** Opening DATA FOR THE TASK block **

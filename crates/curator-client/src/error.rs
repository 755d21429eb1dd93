//! Error types for ChartMuseum API operations

use thiserror::Error;

use crate::response::Response;

/// ChartMuseum client errors
#[derive(Debug, Error)]
pub enum ClientError {
    // ============ Configuration Errors ============
    #[error("ChartMuseum API - base URL can not be blank")]
    BlankBaseUrl,

    #[error("Invalid base URL {url:?}: {reason}")]
    InvalidBaseUrl { url: String, reason: String },

    #[error("Invalid request path {path:?}: {reason}")]
    InvalidPath { path: String, reason: String },

    #[error("Invalid {name} header: {reason}")]
    InvalidHeader { name: String, reason: String },

    // ============ Chart Errors ============
    #[error("{message}")]
    InvalidChart { message: String },

    #[error("Chart to upload can't be a directory")]
    NotAFile,

    // ============ Context Errors ============
    #[error("context canceled")]
    Cancelled,

    #[error("context deadline exceeded")]
    DeadlineExceeded,

    // ============ Network Errors ============
    #[error("Network error: {message}")]
    NetworkError { message: String },

    #[error("Request timed out: {message}")]
    Timeout { message: String },

    // ============ API Errors ============
    /// Non-2xx status; the decoded response is kept for inspection
    #[error("{}", .response.envelope.error)]
    Api { status: u16, response: Box<Response> },

    // ============ IO Errors ============
    #[error("IO error: {0}")]
    Io(#[from] std::io::Error),

    #[error("Serialization error: {0}")]
    Serialization(String),

    // ============ Wrapping ============
    #[error("{context}: {source}")]
    Context {
        context: String,
        #[source]
        source: Box<ClientError>,
    },
}

/// Result type for ChartMuseum API operations
pub type Result<T> = std::result::Result<T, ClientError>;

impl ClientError {
    /// Prefix this error with a description of the failed step
    pub fn context(self, context: impl Into<String>) -> Self {
        ClientError::Context {
            context: context.into(),
            source: Box::new(self),
        }
    }

    /// The decoded API response behind this error, if the server answered
    pub fn response(&self) -> Option<&Response> {
        match self {
            ClientError::Api { response, .. } => Some(response.as_ref()),
            ClientError::Context { source, .. } => source.response(),
            _ => None,
        }
    }

    /// The innermost error, skipping context prefixes
    pub fn root(&self) -> &ClientError {
        match self {
            ClientError::Context { source, .. } => source.root(),
            other => other,
        }
    }

    /// Whether the operation stopped because its context finished
    pub fn is_context_done(&self) -> bool {
        matches!(
            self.root(),
            ClientError::Cancelled | ClientError::DeadlineExceeded
        )
    }
}

/// Attach step context to fallible results
pub trait ResultExt<T> {
    fn context(self, context: impl Into<String>) -> Result<T>;
}

impl<T> ResultExt<T> for Result<T> {
    fn context(self, context: impl Into<String>) -> Result<T> {
        self.map_err(|e| e.context(context))
    }
}

impl From<reqwest::Error> for ClientError {
    fn from(e: reqwest::Error) -> Self {
        if e.is_timeout() {
            ClientError::Timeout {
                message: e.to_string(),
            }
        } else if e.is_connect() {
            ClientError::NetworkError {
                message: format!("Connection failed: {}", e),
            }
        } else {
            ClientError::NetworkError {
                message: e.to_string(),
            }
        }
    }
}

impl From<serde_json::Error> for ClientError {
    fn from(e: serde_json::Error) -> Self {
        ClientError::Serialization(e.to_string())
    }
}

** Closing DATA FOR THE TASK block **

TASK: Copy out each line of the data in which the word "failed" appears.

YOUR SOLUTION:
    /// Prefix this error with a description of the failed step
                message: format!("Connection failed: {}", e),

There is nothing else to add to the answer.